If you mean the interpreter has to do this when allocating small blocks of memory for new objects, yes, this is one of my prime suspects at this point, since one thing the for loops can't avoid doing is allocating new objects on every iteration to do the tests and yield the combinations.
 
  • #73
I am actually thinking if it has very small memory blocks, it needs to figure out where everything is even when reading. But what I can't figure out is why anyone would do this on a modern CPU.
 
  • #74
Vanadium 50 said:
I am actually thinking if it has very small memory blocks, it needs to figure out where everything is even when reading.

Python objects at the C level are just pointers to data structures. There are variable name lookups, which in the general case are hash table lookups, but for local variables inside functions those are optimized to array accesses.
 
  • #75
OK, I give up. But since the behavior is crazy, any explanation of it is bound to be a little crazy too.
 
  • #76
Some final thoughts:

Can I do better than one second? Maybe a little. As I said, memory access is the bottleneck. A bool is a byte, so I need 100 MB to store my prime array. With clever packing, I can get a factor of at least 16. But how much can I speed up? Well, the prime-finding is 800 ms, and about half of that is memory access, and maybe I can double the speed of that, so there's 200 ms to be gained. About 20%. There are slightly faster` sieves, so maybe I can get a 30% savings, but probably not much more.

Looking at it from the other direction, there's probably 150 ms of memory access that's unavoidable, and similarly 100 ms of arithmetic that's unavoidable, so I am within a factor of maybe 4 of what the hardware can do. That's pretty good.

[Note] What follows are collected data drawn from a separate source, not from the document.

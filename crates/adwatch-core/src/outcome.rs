use serde::{Deserialize, Serialize};

use crate::error::AppError;

/// Fields extracted from one classified-ad page.
#[derive(Debug, Clone, PartialEq, Serialize, Deserialize)]
pub struct Listing {
    pub url: String,
    pub title: String,
    pub price: f64,
}

/// Why a fetch attempt produced no listing.
#[derive(Debug, Clone, PartialEq)]
pub enum FailureKind {
    /// Content could not be retrieved or the expected fields were absent.
    /// Carries the captured page HTML, when any was retrieved, for
    /// offline inspection.
    TargetUnavailable { raw_html: Option<String> },

    /// Anything else, including an exceeded fetch deadline.
    Generic(String),
}

impl FailureKind {
    /// Convert into the error reported to the error sink.
    pub fn into_error(self, url: &str) -> AppError {
        match self {
            FailureKind::TargetUnavailable { .. } => AppError::TargetUnavailable {
                url: url.to_string(),
            },
            FailureKind::Generic(msg) => AppError::Generic(format!("{url}: {msg}")),
        }
    }
}

/// Tagged result of one fetch attempt.
#[derive(Debug, Clone, PartialEq)]
pub enum FetchOutcome {
    Success(Listing),
    Failure { url: String, kind: FailureKind },
}

impl FetchOutcome {
    /// The target this outcome belongs to.
    pub fn url(&self) -> &str {
        match self {
            FetchOutcome::Success(listing) => &listing.url,
            FetchOutcome::Failure { url, .. } => url,
        }
    }
}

To do much faster, one needs a different algorithm. An exhaustive test, even one that works with factors, needs to test almost every number in the range for primality. (61% of the odd numbers) That suggests I need to sieve. And sieving already dominates my time. What I am thinking of is a) if there is one solution, can I use it to find another solution? b) is there some way of generating solutions from "seeds" - other numbers from which a solution can be derived? c) if I exclude a candidate solution, is there some way to infer that another candidate can be excluded? Otherwise I would be nibbling around the edges.
 
  • #77
Vanadium 50 said:
An exhaustive test, even one that works with factors, needs to test almost every number in the range for primality. (61% of the odd numbers)

I'm not sure what you mean by this. The solution I'm using that does factorization (to compare with the combinatorial one) iterates through all numbers equal to 2 modulo 4 in the range (starting with 6); that's 25% of the numbers in the range. It only tries to factor the ones for which n + 1 and n/2 + 2 are prime, doing a lookup into the pre-computed primes, (and the factoring algorithm, besides using the pre-computed list of primes, exits immediately if it finds a repeated prime factor, so it only completely factors the squarefree numbers).
 
  • #78
What I mean is that so many numbers need to be tested by primality, there is likely little to be gained by stopping the sieve early and using primality testing (e.g. Adelman, Miller-Rabin) on any larger numbers.
 
  • #79
If I recall correctly, they say most Project Euler programs should be able to run in less than 2 minutes. This is where some thinking is necessary to find the 'better way'.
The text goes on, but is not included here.